Essa tática da chamada diversão, quer dizer, a adoção de formas para distrair as pessoas mais humildes das comunidades periféricas para que elas desviem suas preocupações do cotidiano e com isso deixem em segundo plano os seus interesses imediatos acaba por dar suporte ao poder de mando instalado no estado. Esta iniciativa corresponde a um nível mais bem organizado nos regimes fascistas. Por aqui, o fascismo ainda é uma ameaça e como tal precisa ser derrotado em seu nascedouro, porquanto uma vez no poder a tarefa de removê-lo tem um alto custo social, na medida em que demanda uma guerra fratricida.
O ódio destilado tanto na Europa do período entreguerras como aqui é típico das hordas fascistas. Atitude que não somente revela total desprezo pela coexistência entre desiguais no campo das correntes de opinião, como é um método e ao mesmo tempo uma prática destinada a unificar a sociedade em torno de uma opinião única, razão pela qual a definição de totalitarismo é sempre bem empregada.

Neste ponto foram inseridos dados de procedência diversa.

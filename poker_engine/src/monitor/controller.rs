//! Start and stop transitions for a room's hand.
//!
//! Both transitions are a read, a decision, and one atomic batch. The read
//! and the write are not isolated from other writers, so each transition
//! re-checks the phase first and is safe to repeat: the next monitor tick
//! reconciles anything that changed in between.

use chrono::Utc;
use std::sync::Arc;

use crate::{
    actions::ActionSink,
    deck::CardDealer,
    game::{
        errors::{EngineError, EngineResult},
        models::{
            FieldValue, PlayerStatus, RoomStatus, format_flag, format_timestamp, game_fields,
            player_fields, pot_fields, room_fields,
        },
        phase::GamePhase,
        repository::GameRepository,
    },
    metrics,
    store::WriteBatch,
};

/// Stop reason used when the seated count falls below the start threshold
pub const REASON_INSUFFICIENT_PLAYERS: &str = "insufficient_players";

/// Stop reason used when dealing fails right after a start
pub const REASON_DEAL_FAILED: &str = "deal_failed";

/// Prefix applied to operator-forced stop reasons
pub const FORCE_STOP_PREFIX: &str = "force_stop: ";

/// Result of a start attempt
#[derive(Debug, Clone, PartialEq, Eq)]
pub enum StartOutcome {
    /// A new hand was started
    Started { game_id: String },
    /// The room was no longer waiting; nothing was written
    AlreadyInProgress,
}

/// Result of a stop attempt
#[derive(Debug, Clone, PartialEq, Eq)]
pub enum StopOutcome {
    /// The hand was stopped
    Stopped { previous_phase: String },
    /// The room had no hand in progress; nothing was written
    AlreadyWaiting,
}

/// Drives a room between waiting and an active hand
#[derive(Clone)]
pub struct LifecycleController {
    repo: GameRepository,
    dealer: CardDealer,
    actions: Arc<dyn ActionSink>,
    deal_on_start: bool,
}

impl LifecycleController {
    pub fn new(
        repo: GameRepository,
        dealer: CardDealer,
        actions: Arc<dyn ActionSink>,
        deal_on_start: bool,
    ) -> Self {
        Self {
            repo,
            dealer,
            actions,
            deal_on_start,
        }
    }

    pub fn repository(&self) -> &GameRepository {
        &self.repo
    }

    /// Start a hand if the room is still waiting
    ///
    /// Writes room status, phase, game id, start time, pot and current bet
    /// in one atomic batch. When that batch fails nothing is assumed
    /// written and the caller may simply retry. With dealing enabled, a
    /// dealing failure immediately stops the hand again with reason
    /// `deal_failed` and the dealing error is returned, even when that stop
    /// fails too.
    ///
    /// # Arguments
    ///
    /// * `club_id` - Club the room belongs to
    /// * `room_id` - Room to start
    /// * `players_count` - Seated count observed by the caller, recorded in the action log
    pub async fn start_game(
        &self,
        club_id: &str,
        room_id: &str,
        players_count: usize,
    ) -> EngineResult<StartOutcome> {
        let game = self
            .repo
            .get_game(club_id, room_id)
            .await?
            .ok_or_else(|| room_not_found(club_id, room_id))?;
        if !game.is_waiting() {
            log::debug!(
                "Room {}:{} is no longer waiting ({}), skipping start",
                club_id,
                room_id,
                game.phase
            );
            return Ok(StartOutcome::AlreadyInProgress);
        }

        let now = Utc::now();
        let game_id = format!("game_{}_{}_{}", club_id, room_id, now.timestamp());
        let keys = self.repo.keys();
        let batch = WriteBatch::new()
            .hset(
                keys.room_info(club_id, room_id),
                [(room_fields::STATUS, RoomStatus::Gaming.as_str().to_string())],
            )
            .hset(
                keys.game_state(club_id, room_id),
                [
                    (game_fields::PHASE, GamePhase::PreFlop.as_str().to_string()),
                    (game_fields::GAME_ID, game_id.clone()),
                    (game_fields::STARTED_AT, format_timestamp(now)),
                    (game_fields::POT, "0".to_string()),
                    (game_fields::CURRENT_BET, "0".to_string()),
                ],
            );
        self.repo.store().execute_batch(batch).await?;

        metrics::game_started();
        self.actions
            .game_started(club_id, room_id, &game_id, players_count)
            .await;
        log::info!(
            "Game {} started in room {}:{} with {} players",
            game_id,
            club_id,
            room_id,
            players_count
        );

        if self.deal_on_start {
            if let Err(e) = self.deal_opening_hands(club_id, room_id).await {
                log::error!(
                    "Dealing failed in room {}:{}, stopping game {}: {}",
                    club_id,
                    room_id,
                    game_id,
                    e
                );
                metrics::transition_failure("deal");
                self.actions
                    .error(club_id, room_id, REASON_DEAL_FAILED, &e.to_string())
                    .await;
                if let Err(stop_err) = self.stop_game(club_id, room_id, REASON_DEAL_FAILED).await {
                    log::error!(
                        "Could not stop game {} in room {}:{} after failed deal: {}",
                        game_id,
                        club_id,
                        room_id,
                        stop_err
                    );
                }
                return Err(e);
            }
        }

        Ok(StartOutcome::Started { game_id })
    }

    /// Stop the hand in progress and reset the table
    ///
    /// Returns `AlreadyWaiting` without writing or logging anything when the
    /// room has no game record or is already waiting. Otherwise one atomic
    /// batch resets the room and game; player resets follow individually
    /// and a failed player reset is logged and skipped.
    pub async fn stop_game(
        &self,
        club_id: &str,
        room_id: &str,
        reason: &str,
    ) -> EngineResult<StopOutcome> {
        let Some(game) = self.repo.get_game(club_id, room_id).await? else {
            return Ok(StopOutcome::AlreadyWaiting);
        };
        if game.is_waiting() {
            return Ok(StopOutcome::AlreadyWaiting);
        }
        let previous_phase = phase_label(&game.phase);

        let keys = self.repo.keys();
        let batch = WriteBatch::new()
            .hset(
                keys.room_info(club_id, room_id),
                [(room_fields::STATUS, RoomStatus::Waiting.as_str().to_string())],
            )
            .hset(
                keys.game_state(club_id, room_id),
                [
                    (game_fields::PHASE, GamePhase::Waiting.as_str().to_string()),
                    (game_fields::GAME_ID, String::new()),
                    (game_fields::STARTED_AT, String::new()),
                    (game_fields::POT, "0".to_string()),
                    (game_fields::CURRENT_BET, "0".to_string()),
                    (game_fields::CURRENT_PLAYER_POSITION, String::new()),
                    (game_fields::COMMUNITY_CARDS, "[]".to_string()),
                ],
            );
        self.repo.store().execute_batch(batch).await?;

        self.reset_players(club_id, room_id).await;

        metrics::game_stopped(reason);
        self.actions
            .game_stopped(club_id, room_id, &previous_phase, reason)
            .await;
        log::info!(
            "Game stopped in room {}:{} (was {}): {}",
            club_id,
            room_id,
            previous_phase,
            reason
        );
        Ok(StopOutcome::Stopped { previous_phase })
    }

    /// Stop, then discard the deck and zero the pots record
    pub async fn stop_with_cleanup(
        &self,
        club_id: &str,
        room_id: &str,
        reason: &str,
    ) -> EngineResult<StopOutcome> {
        let outcome = self.stop_game(club_id, room_id, reason).await?;

        let keys = self.repo.keys();
        let batch = WriteBatch::new().del(keys.room_deck(club_id, room_id)).hset(
            keys.room_pots(club_id, room_id),
            [
                (pot_fields::MAIN_POT, "0".to_string()),
                (pot_fields::SIDE_POTS, "[]".to_string()),
            ],
        );
        self.repo.store().execute_batch(batch).await?;
        log::debug!("Cleaned deck and pots for room {}:{}", club_id, room_id);
        Ok(outcome)
    }

    /// Stop with cleanup regardless of the seated count
    pub async fn force_stop(
        &self,
        club_id: &str,
        room_id: &str,
        reason: &str,
    ) -> EngineResult<StopOutcome> {
        log::warn!("Force stopping room {}:{}: {}", club_id, room_id, reason);
        self.stop_with_cleanup(club_id, room_id, &format!("{FORCE_STOP_PREFIX}{reason}"))
            .await
    }

    /// Stop only when a hand is active and fewer than `min_players` are seated
    ///
    /// # Returns
    ///
    /// * `EngineResult<bool>` - Whether a stop was performed
    pub async fn stop_if_needed(
        &self,
        club_id: &str,
        room_id: &str,
        min_players: usize,
    ) -> EngineResult<bool> {
        if !self.repo.is_game_active(club_id, room_id).await? {
            return Ok(false);
        }
        let players = self.repo.get_players_count(club_id, room_id).await?;
        if players >= min_players {
            return Ok(false);
        }
        let outcome = self
            .stop_game(club_id, room_id, REASON_INSUFFICIENT_PLAYERS)
            .await?;
        Ok(matches!(outcome, StopOutcome::Stopped { .. }))
    }

    /// Move the hand to `to` and record a `phase_changed` event
    ///
    /// Fails with `InvalidTransition` on an edge the phase graph forbids;
    /// nothing is written or logged in that case.
    pub async fn advance_phase(
        &self,
        club_id: &str,
        room_id: &str,
        to: GamePhase,
    ) -> EngineResult<GamePhase> {
        let from = self.repo.advance_phase(club_id, room_id, to).await?;
        self.actions
            .phase_changed(club_id, room_id, from.as_str(), to.as_str())
            .await;
        Ok(from)
    }

    /// Record the end of the current hand; returns its game id
    pub async fn save_game_results(&self, club_id: &str, room_id: &str) -> EngineResult<String> {
        let game = self.repo.get_game(club_id, room_id).await?;
        match game {
            Some(game) if game.has_active_hand() => {
                log::info!(
                    "Saved results of game {} in room {}:{} (pot {})",
                    game.game_id,
                    club_id,
                    room_id,
                    game.pot
                );
                Ok(game.game_id)
            }
            _ => Err(EngineError::NoActiveHand {
                club_id: club_id.to_string(),
                room_id: room_id.to_string(),
            }),
        }
    }

    async fn deal_opening_hands(&self, club_id: &str, room_id: &str) -> EngineResult<()> {
        self.dealer.clear_all_cards(club_id, room_id).await?;
        self.dealer.deal_hole_cards(club_id, room_id).await?;
        Ok(())
    }

    async fn reset_players(&self, club_id: &str, room_id: &str) {
        let player_ids = match self.repo.get_player_ids(club_id, room_id).await {
            Ok(ids) => ids,
            Err(e) => {
                log::warn!(
                    "Could not list players of room {}:{} for reset: {}",
                    club_id,
                    room_id,
                    e
                );
                return;
            }
        };

        let reset = [
            (player_fields::STATUS, PlayerStatus::Waiting.as_str().to_string()),
            (player_fields::BET, "0".to_string()),
            (player_fields::CARDS, "[]".to_string()),
            (player_fields::LAST_ACTION, String::new()),
            (player_fields::IS_DEALER, format_flag(false).to_string()),
            (player_fields::IS_SMALL_BLIND, format_flag(false).to_string()),
            (player_fields::IS_BIG_BLIND, format_flag(false).to_string()),
        ];
        for user_id in player_ids {
            if let Err(e) = self
                .repo
                .update_player_fields(club_id, room_id, &user_id, &reset)
                .await
            {
                log::warn!(
                    "Failed to reset player {} in room {}:{}: {}",
                    user_id,
                    club_id,
                    room_id,
                    e
                );
            }
        }
    }
}

/// Phase text for logs and events, keeping unrecognized values verbatim
pub fn phase_label(phase: &FieldValue<GamePhase>) -> String {
    match phase {
        FieldValue::Known(phase) => phase.as_str().to_string(),
        FieldValue::Missing => String::new(),
        FieldValue::Unrecognized(raw) => raw.clone(),
    }
}

fn room_not_found(club_id: &str, room_id: &str) -> EngineError {
    EngineError::RoomNotFound {
        club_id: club_id.to_string(),
        room_id: room_id.to_string(),
    }
}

Afinal, o fascismo não tolera a diversidade no que diz respeito às questões políticas e ideológicas, daí o comportamento antidemocrático que o notabiliza onde quer que seja.
LINCOLN DE ABREU PENNA – Doutor em História Social pela Universidade de São Paulo (USP); Conferencista Honorário do Real Gabinete Português de Leitura; Professor Aposentado da Universidade Federal do Rio de Janeiro (UFRJ); Presidente do Movimento em Defesa da Economia Nacional (MODECON); Vice-presidente do IBEP (Instituto Brasileiro de Estudos Políticos); Colunista e Membro do Conselho Consultivo do jornal Tribuna da Imprensa Livre.